- **Description of the task**:
Your answer should consist of the lines below that hold the word "what".

- **Excerpted data**:
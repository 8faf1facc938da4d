//! Playlist player - playback sequencing
//!
//! Owns the music and video playlists, the cursor into the active one,
//! per-list repeat state, and the policy deciding what plays next when
//! the external player fails to open an item.
//!
//! State is a handful of loosely coupled fields rather than one enum:
//!
//! ```text
//! idle               current_playlist == None
//! list selected      current_playlist set, current_song None or stale
//! play attempted     current_song set, play_file in flight
//! playback confirmed playback_started == true
//! ```

use crate::{
    config::PlaylistConfig,
    error::{PlaylistError, Result},
    events::{property_changed, text, NavigationAction, PlayerEvent, PROPERTY_CHANGED},
    playlist::Playlist,
    ports::PlayerContext,
    types::{MediaItem, PlaylistId, RepeatMode, StartOffset},
};
use serde_json::json;
use std::time::Instant;
use tracing::{debug, error, info, warn};

/// How many nested playlist levels `play_at` expands before giving up
const MAX_EXPAND_DEPTH: usize = 5;

/// Outcome of one `play_file` call
enum Attempt {
    Played,
    Failed {
        id: PlaylistId,
        index: usize,
        item: MediaItem,
        at: Instant,
    },
    // no list selected or nothing in it
    Unavailable,
}

/// Playback sequencer over the music and video playlists
///
/// Every method is synchronous. `play_file` on the external player is
/// called from the caller's thread and may block. Wrap the sequencer in
/// [`crate::SharedPlaylistPlayer`] to share it between threads.
pub struct PlaylistPlayer {
    music: Playlist,
    video: Playlist,
    // Returned for every id other than music/video
    empty: Playlist,

    current_playlist: PlaylistId,
    current_song: Option<usize>,
    repeat_music: RepeatMode,
    repeat_video: RepeatMode,

    played_first_file: bool,
    playback_started: bool,

    // Consecutive-failure accounting, reset on any successful play
    failed_songs: u32,
    failed_songs_start: Option<Instant>,

    config: PlaylistConfig,
    ctx: PlayerContext,
}
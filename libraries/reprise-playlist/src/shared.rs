//! Thread-safe sequencer handle and command worker
//!
//! All sequencer state sits behind one mutex, so a shuffle and the cursor
//! fix-up that follows it can never interleave with another thread's
//! mutation. The worker applies queued [`PlaylistCommand`]s one at a time.

use crate::{
    command::PlaylistCommand,
    error::{PlaylistError, Result},
    events::{NavigationAction, PlayerEvent},
    player::PlaylistPlayer,
    types::{MediaItem, PlaylistId},
};
use crossbeam_channel::{bounded, Receiver, Sender};
use std::sync::{Arc, Mutex, MutexGuard, PoisonError};
use std::thread::{self, JoinHandle};
use tracing::{debug, info, warn};

const COMMAND_QUEUE_CAPACITY: usize = 32;

/// Shared handle to a [`PlaylistPlayer`]
#[derive(Clone)]
pub struct SharedPlaylistPlayer {
    inner: Arc<Mutex<PlaylistPlayer>>,
}

impl SharedPlaylistPlayer {
    pub fn new(player: PlaylistPlayer) -> Self {
        Self {
            inner: Arc::new(Mutex::new(player)),
        }
    }

    /// Lock the sequencer
    ///
    /// A panic on another thread does not make the state unusable; the
    /// lock is recovered rather than propagated.
    pub fn lock(&self) -> MutexGuard<'_, PlaylistPlayer> {
        self.inner.lock().unwrap_or_else(PoisonError::into_inner)
    }

    /// Run `f` with the lock held
    pub fn with<R>(&self, f: impl FnOnce(&mut PlaylistPlayer) -> R) -> R {
        f(&mut self.lock())
    }

    pub fn on_event(&self, event: PlayerEvent) -> bool {
        self.lock().on_event(event)
    }

    pub fn on_action(&self, action: NavigationAction) -> bool {
        self.lock().on_action(action)
    }

    /// Start a worker thread applying commands to this sequencer
    pub fn spawn_worker(&self) -> Result<CommandWorker> {
        CommandWorker::spawn(self.clone())
    }
}

impl std::fmt::Debug for SharedPlaylistPlayer {
    fn fmt(&self, f: &mut std::fmt::Formatter<'_>) -> std::fmt::Result {
        f.debug_struct("SharedPlaylistPlayer").finish_non_exhaustive()
    }
}

enum WorkerMessage {
    Command(PlaylistCommand),
    Shutdown,
}

/// Queues commands for a [`CommandWorker`]
#[derive(Clone)]
pub struct CommandSender {
    tx: Sender<WorkerMessage>,
}

impl CommandSender {
    /// Queue a command; blocks while the queue is full
    pub fn send(&self, command: PlaylistCommand) -> Result<()> {
        self.tx
            .send(WorkerMessage::Command(command))
            .map_err(|_| PlaylistError::Disconnected)
    }

    /// Play by music database id and wait for the result
    pub fn play_song_id(&self, song_id: i64) -> Result<bool> {
        let (reply, rx) = bounded(1);
        self.send(PlaylistCommand::PlaySongId {
            song_id,
            reply: Some(reply),
        })?;
        rx.recv().map_err(|_| PlaylistError::Disconnected)
    }

    /// Snapshot of a playlist's items, taken in queue order
    pub fn get_items(&self, playlist: PlaylistId) -> Result<Vec<MediaItem>> {
        let (reply, rx) = bounded(1);
        self.send(PlaylistCommand::GetItems { playlist, reply })?;
        rx.recv().map_err(|_| PlaylistError::Disconnected)
    }
}

impl std::fmt::Debug for CommandSender {
    fn fmt(&self, f: &mut std::fmt::Formatter<'_>) -> std::fmt::Result {
        f.debug_struct("CommandSender")
            .field("queued", &self.tx.len())
            .finish()
    }
}

/// Background thread applying queued commands in arrival order
///
/// Stops on [`CommandWorker::shutdown`], on drop, or once every
/// [`CommandSender`] (including the worker's own) is gone.
pub struct CommandWorker {
    sender: CommandSender,
    handle: Option<JoinHandle<()>>,
}

impl CommandWorker {
    fn spawn(player: SharedPlaylistPlayer) -> Result<Self> {
        let (tx, rx) = bounded(COMMAND_QUEUE_CAPACITY);

        let handle = thread::Builder::new()
            .name("playlist-commands".into())
            .spawn(move || Self::run(&player, &rx))?;

        Ok(Self {
            sender: CommandSender { tx },
            handle: Some(handle),
        })
    }

    fn run(player: &SharedPlaylistPlayer, rx: &Receiver<WorkerMessage>) {
        info!("Playlist command worker started");

        for message in rx {
            match message {
                WorkerMessage::Command(command) => {
                    player.with(|p| p.handle_command(command));
                }
                WorkerMessage::Shutdown => {
                    debug!("Playlist command worker shutting down");
                    break;
                }
            }
        }

        info!("Playlist command worker stopped");
    }

    /// A new handle for queueing commands
    pub fn sender(&self) -> CommandSender {
        self.sender.clone()
    }

    /// Queue a command
    pub fn send(&self, command: PlaylistCommand) -> Result<()> {
        self.sender.send(command)
    }

    /// Stop after the commands already queued and wait for the thread
    pub fn shutdown(mut self) -> Result<()> {
        self.stop()
    }

    fn stop(&mut self) -> Result<()> {
        let Some(handle) = self.handle.take() else {
            return Ok(());
        };

        // already gone if every receiver dropped
        self.sender.tx.send(WorkerMessage::Shutdown).ok();
        handle.join().map_err(|_| PlaylistError::WorkerPanicked)
    }
}

impl Drop for CommandWorker {
    fn drop(&mut self) {
        if let Err(e) = self.stop() {
            warn!("Playlist command worker: {}", e);
        }
    }
}

impl std::fmt::Debug for CommandWorker {
    fn fmt(&self, f: &mut std::fmt::Formatter<'_>) -> std::fmt::Result {
        f.debug_struct("CommandWorker")
            .field("sender", &self.sender)
            .field("running", &self.handle.is_some())
            .finish()
    }
}
//! Reprise - Playlist Sequencing
//!
//! Host-agnostic playlist engine: ordered playable lists plus the
//! sequencer that decides what plays next.
//!
//! This crate provides:
//! - Music and video playlists with stable order tags (shuffle/unshuffle round-trip)
//! - Repeat modes (Off, One, All) per list
//! - Cursor tracking across insert, remove, swap and shuffle
//! - Skip-on-failure with a consecutive-failure budget (count and time window)
//! - Nested playlist expansion through a pluggable loader
//! - Tagged remote-control commands and a background command worker
//!
//! # Architecture
//!
//! `reprise-playlist` never plays media itself and keeps no global state.
//! The actual player, user notifications, announcements, party mode,
//! metadata lookups and playlist-file parsing are collaborators injected
//! through the traits in [`ports`], bundled in a [`PlayerContext`].
//!
//! # Example: Basic Playback
//!
//! ```rust
//! use reprise_playlist::{
//!     MediaItem, MediaPlayer, PlayerContext, PlaylistConfig, PlaylistId, PlaylistPlayer,
//! };
//! use std::sync::Arc;
//!
//! struct Speaker;
//!
//! impl MediaPlayer for Speaker {
//!     fn play_file(&self, item: &MediaItem, _player: &str, _auto_play: bool) -> bool {
//!         println!("playing {}", item.label);
//!         true
//!     }
//!     fn is_playing_audio(&self) -> bool { true }
//!     fn is_playing_video(&self) -> bool { false }
//! }
//!
//! let mut player = PlaylistPlayer::new(
//!     PlayerContext::new(Arc::new(Speaker)),
//!     PlaylistConfig::default(),
//! );
//!
//! player.set_current_playlist(PlaylistId::Music);
//! player.add(PlaylistId::Music, MediaItem::new("/music/a.flac"));
//! player.add(PlaylistId::Music, MediaItem::new("/music/b.flac"));
//!
//! assert!(player.play());
//! assert_eq!(player.current_song(), Some(0));
//! assert!(player.has_played_first_file());
//! ```
//!
//! # Example: Sharing Between Threads
//!
//! ```rust,no_run
//! use reprise_playlist::{PlaylistCommand, SharedPlaylistPlayer};
//!
//! # fn run(shared: SharedPlaylistPlayer) -> reprise_playlist::Result<()> {
//! let worker = shared.spawn_worker()?;
//! worker.send(PlaylistCommand::Next)?;
//! worker.shutdown()?;
//! # Ok(())
//! # }
//! ```

pub mod command;
pub mod config;
pub mod error;
pub mod events;
pub mod player;
pub mod playlist;
pub mod ports;
pub mod shared;
pub mod shuffle;
pub mod types;

pub use command::{PlayMediaRequest, PlaylistCommand};
pub use config::PlaylistConfig;
pub use error::{PlaylistError, Result};
pub use events::{
    NavigationAction, PlayerEvent, ITEM_ADDED, ITEM_REMOVED, PLAYLIST_CLEARED, PROPERTY_CHANGED,
};
pub use player::PlaylistPlayer;
pub use playlist::{Playlist, PlaylistEntry};
pub use ports::{
    Announcer, Clock, MediaPlayer, MetadataResolver, Notifier, PartyMode, PlayerContext,
    PlaylistLoader, PlaylistMessenger, SystemClock,
};
pub use shared::{CommandSender, CommandWorker, SharedPlaylistPlayer};
pub use types::{MediaItem, PlaylistId, RepeatMode, StartOffset, VideoInfo};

- **Solution**:
//! per-list repeat state, and the policy deciding what plays next when
//! sequencer that decides what plays next.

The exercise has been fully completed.